In het arrest van de Hoge Raad van 11 oktober 2013 (ECLI:NL:HR:2013:CA3765) is overwogen dat een geslaagd beroep op dwaling niet zonder meer meebrengt dat de wederpartij van de dwalende schadeplichtig is. Wil bij een geslaagd beroep op dwaling aanspraak kunnen worden gemaakt op schadevergoeding dan dient daarvoor een specifieke rechtsgrond aanwezig te zijn.
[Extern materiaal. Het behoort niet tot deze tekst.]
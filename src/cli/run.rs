//! `profilometer-lab run` - one complete measurement session

use anyhow::{bail, Context, Result};
use async_trait::async_trait;
use profilometer_core::{
    format_height, ProfileSource, RandomProfileSource, RigEvent, RigListener, ScanResult,
    ScanStep, SeededProfileSource, WorkpieceClass,
};
use profilometer_rig::ProfilometerRig;
use profilometer_settings::{Config, DisplaySettings};
use std::path::PathBuf;
use std::sync::Arc;

#[derive(clap::Args, Debug)]
pub struct RunArgs {
    /// Workpiece to measure (machined, polished, rough)
    #[arg(long, short = 'w')]
    pub workpiece: WorkpieceClass,

    /// Configuration file (.toml or .json)
    #[arg(long, short = 'c')]
    pub config: Option<PathBuf>,

    /// Seed for a reproducible surface
    #[arg(long)]
    pub seed: Option<u64>,

    /// Print the result as JSON
    #[arg(long)]
    pub json: bool,
}

/// Prints the instructional step as the session advances
struct StepPrinter;

#[async_trait]
impl RigListener for StepPrinter {
    async fn on_step_changed(&self, step: ScanStep) {
        let hint = match step {
            ScanStep::Select => "Select a workpiece",
            ScanStep::Zero => "Zero the stylus on the reference corner",
            ScanStep::Scan => "Start the traverse",
            ScanStep::Complete => "Measurement complete",
        };
        eprintln!("[{}] {}", step, hint);
    }
}

/// Run the measurement command
pub async fn run(args: RunArgs) -> Result<()> {
    let config = Config::load_or_default(args.config.as_deref())
        .context("Failed to load configuration")?;
    let progress = config.display.show_progress && !args.json;

    let result = measure(args.workpiece, &config, args.seed, progress).await?;

    if args.json {
        println!("{}", serde_json::to_string_pretty(&result)?);
    } else {
        println!("{}", render_result(&result, &config.display));
    }
    Ok(())
}

/// Drive a rig through select, zero and scan, returning the measured roughness
pub async fn measure(
    workpiece: WorkpieceClass,
    config: &Config,
    seed: Option<u64>,
    progress: bool,
) -> Result<ScanResult> {
    let rig_config = config.to_rig_config()?;
    let source: Arc<dyn ProfileSource> = match seed.or(config.measurement.seed) {
        Some(seed) => {
            tracing::info!("Using profile seed {}", seed);
            Arc::new(SeededProfileSource::new(seed))
        }
        None => Arc::new(RandomProfileSource),
    };
    let rig = ProfilometerRig::with_source(rig_config, source)?;

    let printer = progress.then(|| {
        rig.register_listener(Arc::new(StepPrinter));
        tokio::spawn(print_progress(
            rig.subscribe(),
            config.display.clone(),
        ))
    });

    if !rig.select_workpiece(workpiece).await || !rig.start_zero().await {
        bail!("Rig refused to start the zero sequence");
    }
    wait_or_cancel(&rig).await?;

    if !rig.start_scan().await {
        bail!("Rig refused to start the scan");
    }
    wait_or_cancel(&rig).await?;

    let result = rig.result().context("Scan finished without a result")?;
    if let Some(printer) = printer {
        printer.abort();
    }
    Ok(result)
}

async fn wait_or_cancel(rig: &ProfilometerRig) -> Result<()> {
    let interrupted = tokio::select! {
        _ = rig.settle() => false,
        _ = tokio::signal::ctrl_c() => true,
    };
    if interrupted {
        rig.cancel().await;
        bail!("Measurement cancelled");
    }
    Ok(())
}

async fn print_progress(
    mut events: tokio::sync::broadcast::Receiver<RigEvent>,
    display: DisplaySettings,
) {
    use tokio::sync::broadcast::error::RecvError;

    loop {
        match events.recv().await {
            Ok(RigEvent::SampleRecorded {
                sample,
                emitted,
                total,
            }) => {
                eprintln!(
                    "  sample {:>3}/{}  {:>14}",
                    emitted,
                    total,
                    format_height(sample.height, display.measurement_system, display.decimal_places)
                );
            }
            Ok(_) => {}
            Err(RecvError::Lagged(skipped)) => {
                tracing::debug!("Progress output skipped {} events", skipped);
            }
            Err(RecvError::Closed) => break,
        }
    }
}

/// Human-readable Ra/Rz report
pub fn render_result(result: &ScanResult, display: &DisplaySettings) -> String {
    let fmt = |v| format_height(v, display.measurement_system, display.decimal_places);
    format!(
        "{}\n  Ra = {}\n  Rz = {}",
        result.workpiece.label(),
        fmt(result.ra),
        fmt(result.rz)
    )
}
Dit houdt in dat de koper die naast vernietiging van de koopovereenkomst wegens dwaling tevens een beroep wil kunnen doen op schadevergoeding, zijn vordering tot vernietiging zal moeten combineren met bijvoorbeeld een vordering uit hoofde van onrechtmatige daad of ongerechtvaardigde verrijking.
3.11.
Namens [eiseres] is gesteld dat zij door de niet-tijdige levering niet kon voldoen aan haar eigen leveringsverplichtingen. De kantonrechter begrijpt de stelling van [eiseres] zo dat zij aldus grondslag voor schadevergoeding een beroep doet op onrechtmatige daad in de zin van artikel 6:162 BW. Deze grondslag is door [eiseres] echter niet onderbouwd. De vordering tot schadevergoeding zal worden afgewezen.
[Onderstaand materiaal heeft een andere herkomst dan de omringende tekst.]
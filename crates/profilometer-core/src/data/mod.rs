//! Data models for the measurement session
//!
//! This module provides:
//! - The workpiece catalog and its surface-finish classes
//! - Height samples and profiles
//! - Rig phases and the coarse instructional steps derived from them
//! - The result record handed to report collaborators

pub mod profile;
pub mod workpiece;

pub use profile::{Profile, ProfileSample};
pub use workpiece::{SurfacePattern, WorkpieceClass, WorkpieceInfo};

use serde::{Deserialize, Serialize};
use std::fmt;

/// Stylus position before zeroing, just off the workpiece edge
pub const INITIAL_STYLUS_POSITION: f64 = -10.0;

/// Stylus position after zeroing, at the workpiece corner
pub const REFERENCE_STYLUS_POSITION: f64 = 0.0;

/// Stylus position once the whole traverse has been scanned
pub const SCAN_END_POSITION: f64 = 100.0;

/// Lifecycle phase of the rig
#[derive(Debug, Clone, Copy, PartialEq, Eq, Hash, Serialize, Deserialize, Default)]
#[serde(rename_all = "lowercase")]
pub enum RigPhase {
    /// No workpiece on the bench
    #[default]
    Idle,
    /// Workpiece chosen, stylus not zeroed
    Selected,
    /// Zero sequence running
    Zeroing,
    /// Stylus at the reference position, ready to scan
    Zeroed,
    /// Traverse running
    Scanning,
    /// Traverse finished and Ra/Rz available
    Complete,
}

impl RigPhase {
    /// True while a timed sequence owns the rig
    pub fn is_busy(&self) -> bool {
        matches!(self, RigPhase::Zeroing | RigPhase::Scanning)
    }
}

impl fmt::Display for RigPhase {
    fn fmt(&self, f: &mut fmt::Formatter<'_>) -> fmt::Result {
        match self {
            RigPhase::Idle => write!(f, "Idle"),
            RigPhase::Selected => write!(f, "Selected"),
            RigPhase::Zeroing => write!(f, "Zeroing"),
            RigPhase::Zeroed => write!(f, "Zeroed"),
            RigPhase::Scanning => write!(f, "Scanning"),
            RigPhase::Complete => write!(f, "Complete"),
        }
    }
}

/// Coarse instructional step shown to the student
#[derive(Debug, Clone, Copy, PartialEq, Eq, Hash, Serialize, Deserialize)]
#[serde(rename_all = "lowercase")]
pub enum ScanStep {
    /// Pick a workpiece
    Select,
    /// Zero the stylus
    Zero,
    /// Start the traverse
    Scan,
    /// Results are ready
    Complete,
}

impl ScanStep {
    /// Stable lowercase identifier
    pub fn id(&self) -> &'static str {
        match self {
            ScanStep::Select => "select",
            ScanStep::Zero => "zero",
            ScanStep::Scan => "scan",
            ScanStep::Complete => "complete",
        }
    }
}

impl fmt::Display for ScanStep {
    fn fmt(&self, f: &mut fmt::Formatter<'_>) -> fmt::Result {
        write!(f, "{}", self.id())
    }
}

/// Result of one completed scan, as delivered to the report collaborator
#[derive(Debug, Clone, Copy, PartialEq, Serialize, Deserialize)]
pub struct ScanResult {
    /// Arithmetic mean roughness
    pub ra: f64,
    /// Peak-to-valley height
    pub rz: f64,
    /// Workpiece that was scanned
    pub workpiece: WorkpieceClass,
}

#[cfg(test)]
mod tests {
    use super::*;

    #[test]
    fn test_busy_phases() {
        assert!(RigPhase::Zeroing.is_busy());
        assert!(RigPhase::Scanning.is_busy());
        assert!(!RigPhase::Complete.is_busy());
        assert_eq!(RigPhase::default(), RigPhase::Idle);
    }

    #[test]
    fn test_step_ids() {
        assert_eq!(ScanStep::Select.to_string(), "select");
        assert_eq!(
            serde_json::to_string(&ScanStep::Complete).unwrap(),
            "\"complete\""
        );
    }

    #[test]
    fn test_scan_result_serializes_workpiece_id() {
        let result = ScanResult {
            ra: 0.5,
            rz: 2.0,
            workpiece: WorkpieceClass::Machined,
        };
        let json = serde_json::to_value(result).unwrap();
        assert_eq!(json["workpiece"], "machined");
        assert_eq!(json["ra"], 0.5);
    }
}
Buitengerechtelijke incassokosten
3.12.
[eiseres] maakt aanspraak op de vergoeding van een bedrag van € 1.525,00 aan buitengerechtelijke incassokosten. De kantonrechter stelt vast dat [eiseres] voldoende heeft gesteld en onderbouwd dat buitengerechtelijke incassowerkzaamheden in redelijkheid zijn verricht en acht het gevorderde bedrag niet onredelijk. Het gevorderde bedrag aan buitengerechtelijke incassokosten zal worden toegewezen.
Proceskosten
3.13.
[gedaagde] zal als de grotendeels in het ongelijk gestelde partij in de proceskosten worden veroordeeld. De kosten aan de zijde van [eiseres] worden begroot op:
- dagvaarding € 125,03
- griffierecht € 1.384,00
- salaris gemachtigde €
792,00(2 punten x tarief € 396,00)
Totaal € 2.301,03
De gevorderde wettelijke rente over de proceskosten zal worden toegewezen met inachtneming van de hierna te bepalen termijn.
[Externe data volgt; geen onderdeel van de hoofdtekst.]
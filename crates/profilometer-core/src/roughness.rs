//! Roughness parameters
//!
//! `Ra` is the mean of absolute heights. `Rz` is the signed peak-to-valley
//! span `max(h) - min(h)`; the valley is taken on the signed height, not its
//! absolute value.

use crate::data::Profile;
use crate::error::ProfileError;
use crate::units::format_micrometres;
use serde::{Deserialize, Serialize};
use std::fmt;

/// Roughness parameters of one profile, in the profile's height units (µm)
#[derive(Debug, Clone, Copy, PartialEq, Serialize, Deserialize)]
pub struct Roughness {
    /// Arithmetic mean roughness
    pub ra: f64,
    /// Maximum height of the profile
    pub rz: f64,
}

impl fmt::Display for Roughness {
    fn fmt(&self, f: &mut fmt::Formatter<'_>) -> fmt::Result {
        let decimals = f.precision().unwrap_or(4);
        write!(
            f,
            "Ra = {}, Rz = {}",
            format_micrometres(self.ra, decimals),
            format_micrometres(self.rz, decimals)
        )
    }
}

/// Compute Ra and Rz over every sample of `profile`
///
/// No rounding is applied. An empty profile has no roughness.
pub fn compute_roughness(profile: &Profile) -> Result<Roughness, ProfileError> {
    if profile.is_empty() {
        return Err(ProfileError::Empty);
    }

    let mut abs_sum = 0.0;
    let mut max = f64::NEG_INFINITY;
    let mut min = f64::INFINITY;
    for height in profile.heights() {
        abs_sum += height.abs();
        max = max.max(height);
        min = min.min(height);
    }

    Ok(Roughness {
        ra: abs_sum / profile.len() as f64,
        rz: max - min,
    })
}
De nakosten, waarvan [eiseres] betaling vordert, zullen op de in het dictum weergegeven wijze worden begroot. De gevorderde wettelijke rente over de nakosten zal als volgt worden toegewezen.
3.14.
De vergoeding van de kosten voor de tolk door [eiseres] zal worden afgewezen. De kosten van een tolk komen voor eigen rekening van een partij.

4.De beslissing

De kantonrechter:
4.1.
verklaart voor recht dat de overeenkomst tussen [eiseres] en [gedaagde] is vernietigd op grond van dwaling;
4.2.
veroordeelt [gedaagde] tot betaling aan [eiseres] van:
- een bedrag van € 16.100,00 aan onverschuldigde betaling, te vermeerderen met de wettelijke rente als bedoeld in artikel 6:119 BW vanaf 22 maart 2022 tot het moment van voldoening;
- een bedrag van € 1.525,00 een buitengerechtelijke incassokosten, te vermeerderen met de wettelijke rente als bedoeld in artikel 6:119 BW vanaf 23 mei 2022 tot het moment van voldoening;
4.3.
veroordeelt [gedaagde] tot betaling van de proceskosten aan de zijde van [eiseres] , tot de uitspraak van dit vonnis begroot op € 2.301,03, te voldoen binnen 14 dagen na de datum van dit vonnis, bij gebreke waarvan voormeld bedrag wordt vermeerderd met de wettelijke rente met ingang van de vijftiende dag na de datum van dit vonnis tot de dag van volledige betaling;
4.4.
veroordeelt [gedaagde] in de kosten die zijn ontstaan na dit vonnis, begroot op:
- € 132,00 aan salaris gemachtigde, als niet binnen veertien dagen na aanschrijving aan dit vonnis is voldaan, te vermeerderen met de wettelijke rente als bedoeld in artikel 6:119 BW met ingang van de vijftiende dag na die aanschrijving tot de dag van betaling;
- de explootkosten van betekening van dit vonnis, als er vervolgens betekening heeft plaatsgevonden, te vermeerderen met de wettelijke rente als bedoeld in artikel 6:119 BW met ingang van de vijftiende dag na betekening tot de dag van betaling;
4.5.
verklaart dit vonnis uitvoerbaar bij voorraad;
4.6.
wijst af het meer of anders gevorderde.
Dit vonnis is gewezen door mr. D.C.P.M. Straver, kantonrechter, en in het openbaar uitgesproken op 15 maart 2023.